My family is in lockdown. My husband, two teenage daughters, and I are being social distanced, just like you. I’m taking pictures and documenting this time for future reference. When drawing with my daughters, I texted pictures to my friend, showing the art projects we were working on.

She wrote back, “You’re so much fun!” I had to admit that I had been working online for the past eight hours, and this was the only 30-minute session I had spent with my daughters all day. Her response was, “At least you were present for those 30 minutes.”

When I scroll through my social media feeds, it’s very tempting to compare my household and my parenting to snapshots I see on the screen. One friend is creating an obstacle course for her children’s exercise activities. Another is providing her children with 3D projects of grapes and toothpicks. It appears that they are much more present in their parenting than I am. But remember that because households are locked down, we only see what people want us to see.

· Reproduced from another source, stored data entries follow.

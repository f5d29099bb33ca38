// Copyright 2025 eraflo
//
// Licensed under the Apache License, Version 2.0 (the "License");
// you may not use this file except in compliance with the License.
// You may obtain a copy of the License at
//
//     http://www.apache.org/licenses/LICENSE-2.0
//
// Unless required by applicable law or agreed to in writing, software
// distributed under the License is distributed on an "AS IS" BASIS,
// WITHOUT WARRANTIES OR CONDITIONS OF ANY KIND, either express or implied.
// See the License for the specific language governing permissions and
// limitations under the License.

//! Ownership and event routing for every live agent.

use std::cell::RefCell;
use std::collections::HashMap;
use std::rc::Rc;

use goo_core::agent::{AgentId, AgentType};
use goo_core::event::{
    BusError, ContactEvent, EventBus, EventData, EventKind, EventListener, EventPtr,
    ListenerHandle,
};
use goo_lanes::physics_lane::PhysicsWorld;

use crate::agent::{Agent, AgentContext, AgentError, ContactView, Peer};
use crate::ai_agent::AiAgent;
use crate::collectable_agent::CollectableAgent;
use crate::params::AgentParams;
use crate::player_agent::PlayerAgent;
use crate::solid_agent::SolidAgent;

struct Slot {
    generation: u32,
    agent: Option<Box<dyn Agent>>,
}

/// Owns all agents by name and forwards bus events to them.
///
/// The registry is itself an [`EventListener`]: wrap it in `Rc<RefCell<_>>`
/// and [`AgentRegistry::attach`] it to the bus. Contacts go to the owners of
/// the two bodies, out-of-limits events to the owner of the body, and
/// commands to every agent of the audience type.
#[derive(Default)]
pub struct AgentRegistry {
    slots: Vec<Slot>,
    free: Vec<u32>,
    names: HashMap<String, AgentId>,
}

impl AgentRegistry {
    /// Every kind the registry routes.
    pub const ROUTED_KINDS: [EventKind; 13] = [
        EventKind::NewCollision,
        EventKind::PersistentCollision,
        EventKind::EndCollision,
        EventKind::CollisionResult,
        EventKind::OutOfLimits,
        EventKind::MoveBlob,
        EventKind::ShootBlob,
        EventKind::ChangeBlobControl,
        EventKind::SacrificeBlob,
        EventKind::RenderInLayer,
        EventKind::DropCollision,
        EventKind::BlobDeath,
        EventKind::Collected,
    ];

    pub fn new() -> Self {
        Self::default()
    }

    /// Registers `registry` on `bus` for every routed kind.
    ///
    /// ## Returns
    /// The listener handle, to pass to [`EventBus::remove_listener_from_all`]
    /// on teardown.
    pub fn attach(
        registry: &Rc<RefCell<Self>>,
        bus: &mut EventBus<PhysicsWorld>,
    ) -> Result<ListenerHandle<PhysicsWorld>, BusError> {
        let handle: ListenerHandle<PhysicsWorld> = registry.clone();
        for kind in Self::ROUTED_KINDS {
            bus.add_listener(&handle, kind)?;
        }
        Ok(handle)
    }

    /// Builds, creates and stores a new agent.
    ///
    /// ## Arguments
    /// * `name` - Unique agent name.
    /// * `params` - Agent parameters; the variant selects the agent type.
    /// * `ctx` - Physics world and bus used by the agent's `create`.
    ///
    /// ## Returns
    /// The id of the new agent. A duplicate name or a failed `create` yields
    /// an error and no agent.
    pub fn create_agent(
        &mut self,
        name: &str,
        params: AgentParams,
        ctx: &mut AgentContext<'_>,
    ) -> Result<AgentId, AgentError> {
        if self.names.contains_key(name) {
            log::error!("Agent '{name}' already exists.");
            return Err(AgentError::DuplicateName(name.to_owned()));
        }

        let id = self.allocate();
        let mut agent: Box<dyn Agent> = match params {
            AgentParams::Solid(p) => Box::new(SolidAgent::new(name, id, p)),
            AgentParams::Ai(p) => Box::new(AiAgent::new(name, id, p)),
            AgentParams::Player(p) => Box::new(PlayerAgent::new(name, id, p)),
            AgentParams::Collectable(p) => Box::new(CollectableAgent::new(name, id, p)),
        };
        if let Err(err) = agent.create(ctx) {
            log::error!("Creating agent '{name}' failed: {err}");
            agent.destroy(ctx);
            self.release(id);
            return Err(err);
        }

        log::info!("Agent '{name}' ({}) created as {id}.", agent.agent_type());
        self.slots[id.index as usize].agent = Some(agent);
        self.names.insert(name.to_owned(), id);
        Ok(id)
    }

    fn allocate(&mut self) -> AgentId {
        match self.free.pop() {
            Some(index) => AgentId::new(index, self.slots[index as usize].generation),
            None => {
                self.slots.push(Slot {
                    generation: 0,
                    agent: None,
                });
                AgentId::new((self.slots.len() - 1) as u32, 0)
            }
        }
    }

    fn release(&mut self, id: AgentId) {
        let slot = &mut self.slots[id.index as usize];
        slot.agent = None;
        slot.generation = slot.generation.wrapping_add(1);
        self.free.push(id.index);
    }

    /// Updates every alive agent and removes the ones found dead.
    ///
    /// An agent that dies during its own update stays stored until the next
    /// call.
    pub fn update_agents(&mut self, dt: f32, ctx: &mut AgentContext<'_>) {
        for index in 0..self.slots.len() {
            let Some(agent) = self.slots[index].agent.as_mut() else {
                continue;
            };
            if agent.is_alive() {
                agent.update_state(dt, ctx);
                continue;
            }
            let id = agent.id();
            if let Some(mut dead) = self.slots[index].agent.take() {
                log::debug!("Removing dead agent '{}'.", dead.name());
                dead.destroy(ctx);
                self.names.remove(dead.name());
            }
            self.release(id);
        }
    }

    /// Destroys every agent, alive or not.
    pub fn destroy_all(&mut self, ctx: &mut AgentContext<'_>) {
        for index in 0..self.slots.len() {
            if let Some(mut agent) = self.slots[index].agent.take() {
                agent.destroy(ctx);
                self.release(agent.id());
            }
        }
        self.names.clear();
        log::info!("All agents destroyed.");
    }

    /// Looks an agent up by name.
    pub fn agent(&self, name: &str) -> Option<&dyn Agent> {
        self.names.get(name).and_then(|id| self.agent_by_id(*id))
    }

    pub fn agent_mut(&mut self, name: &str) -> Option<&mut dyn Agent> {
        let id = *self.names.get(name)?;
        self.agent_by_id_mut(id)
    }

    /// Looks an agent up by name and downcasts it.
    pub fn agent_as<T: Agent + 'static>(&self, name: &str) -> Option<&T> {
        self.agent(name)?.as_any().downcast_ref::<T>()
    }

    /// Looks an agent up by id. Stale ids resolve to `None`.
    pub fn agent_by_id(&self, id: AgentId) -> Option<&dyn Agent> {
        self.slots
            .get(id.index as usize)
            .filter(|slot| slot.generation == id.generation)
            .and_then(|slot| slot.agent.as_deref())
    }

    pub fn agent_by_id_mut(&mut self, id: AgentId) -> Option<&mut dyn Agent> {
        match self.slots.get_mut(id.index as usize) {
            Some(slot) if slot.generation == id.generation => match slot.agent.as_mut() {
                Some(agent) => Some(agent.as_mut()),
                None => None,
            },
            _ => None,
        }
    }

    /// Whether `id` names a stored agent that is still alive.
    pub fn is_live(&self, id: AgentId) -> bool {
        self.agent_by_id(id).is_some_and(|agent| agent.is_alive())
    }

    /// Number of stored agents.
    pub fn live_count(&self) -> usize {
        self.names.len()
    }

    /// Names of the stored agents, sorted.
    pub fn names(&self) -> Vec<&str> {
        let mut names: Vec<&str> = self.names.keys().map(String::as_str).collect();
        names.sort_unstable();
        names
    }

    fn live_mut(&mut self, id: AgentId) -> Option<&mut dyn Agent> {
        self.agent_by_id_mut(id).filter(|agent| agent.is_alive())
    }

    fn peer(&self, id: AgentId) -> Option<Peer> {
        self.agent_by_id(id)
            .filter(|agent| agent.is_alive())
            .map(|agent| Peer {
                id,
                agent_type: agent.agent_type(),
                points: agent.points(),
            })
    }

    fn route_contact(&mut self, contact: &ContactEvent, ctx: &mut AgentContext<'_>) -> bool {
        let sides = [
            (contact.body_a, contact.owner_a, contact.body_b, contact.owner_b),
            (contact.body_b, contact.owner_b, contact.body_a, contact.owner_a),
        ];
        let mut delivered = false;
        for (subject, owner, other, other_owner) in sides {
            let Some(owner) = owner else {
                continue;
            };
            let peer = other_owner.and_then(|id| self.peer(id));
            let Some(agent) = self.live_mut(owner) else {
                log::trace!("Contact for stale owner {owner} dropped.");
                continue;
            };
            let view = ContactView {
                contact,
                subject,
                other,
                peer,
            };
            agent.on_collision(&view, ctx);
            delivered = true;
        }
        delivered
    }

    fn broadcast(
        &mut self,
        event: &EventPtr,
        audience: &[AgentType],
        ctx: &mut AgentContext<'_>,
    ) -> usize {
        let mut handled = 0;
        for slot in &mut self.slots {
            let Some(agent) = slot.agent.as_mut() else {
                continue;
            };
            if agent.is_alive()
                && audience.contains(&agent.agent_type())
                && agent.on_event(event, ctx)
            {
                handled += 1;
            }
        }
        handled
    }
}

impl EventListener<PhysicsWorld> for AgentRegistry {
    fn listener_name(&self) -> &str {
        "agent registry"
    }

    fn handle_event(
        &mut self,
        event: &EventPtr,
        bus: &mut EventBus<PhysicsWorld>,
        physics: &mut PhysicsWorld,
    ) -> bool {
        let mut ctx = AgentContext::new(physics, bus);
        match event.data() {
            EventData::Collision(contact) => self.route_contact(contact, &mut ctx),
            EventData::OutOfLimits { agent, body } => {
                let Some(agent) = agent.and_then(|id| self.live_mut(id)) else {
                    return false;
                };
                agent.on_out_of_limits(*body, &mut ctx);
                true
            }
            EventData::MoveBlob { .. }
            | EventData::ShootBlob { .. }
            | EventData::ChangeBlobControl
            | EventData::SacrificeBlob => {
                self.broadcast(event, &[AgentType::Player], &mut ctx);
                false
            }
            EventData::DropCollision { .. } | EventData::Collected { .. } => {
                self.broadcast(event, &[AgentType::Collectable], &mut ctx);
                false
            }
            EventData::RenderInLayer { agent, .. } => {
                let audience = [AgentType::Generic, AgentType::Ai, AgentType::Collectable];
                let Some(id) = self.names.get(agent).copied() else {
                    log::warn!("RenderInLayer for unknown agent '{agent}'.");
                    return false;
                };
                if let Some(target) = self.live_mut(id) {
                    if audience.contains(&target.agent_type()) {
                        target.on_event(event, &mut ctx);
                    }
                }
                false
            }
            EventData::BlobDeath(_) => {
                self.broadcast(event, &[AgentType::Generic, AgentType::Ai], &mut ctx);
                false
            }
            EventData::BlobHealthChanged { .. } | EventData::GameOver { .. } => {
                debug_assert!(false, "{} is not routed to agents", event.kind());
                log::error!("{} reached the agent registry.", event.kind());
                false
            }
        }
    }
}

For instance, my friend recently posted a beautiful picture of her two young children completing an hour-long activity of mosaic rainbows. She documented a peaceful time with her children. When I messaged her, asking what didn’t make it on her social media feed, she replied, “A giant meltdown about brushing teeth this morning. Something we do EVERY SINGLE DAY.”

Provide your family with a measure of grace right now. I asked my daughters to complete a task. While they were completing the task, I heard giggling and screaming. When I checked in, the task was done, but one of the girls was covered head to toe in shaving cream. Never you mind. The task was completed. That’s a win.

Provide yourself with a measure of grace right now. You have never parented in a situation like this. You’re learning. When young children learn something new, they often regress in another area. If children regress, then so can we. I will learn how to work from home while engaging with my children, but there will be more device time than normal. I will learn how to cook new meals with available ingredients, but they may not include the vegetables we’re used to. Are your children fed? That’s a win. Do your children have a home? That’s a win. Do they have a toothbrush? Win!

Do you feel that you only had 30 minutes of successful parenting yesterday? I hope you documented it. Today, maybe you’ll double it and have an hour of effective parenting. Take pictures. Keep track. In completely unchartered waters, you tried, failed, and succeeded. And tomorrow you might have one less failure and one more success. And next year, you’ll look back on your documented successes and be proud that you were present for those times.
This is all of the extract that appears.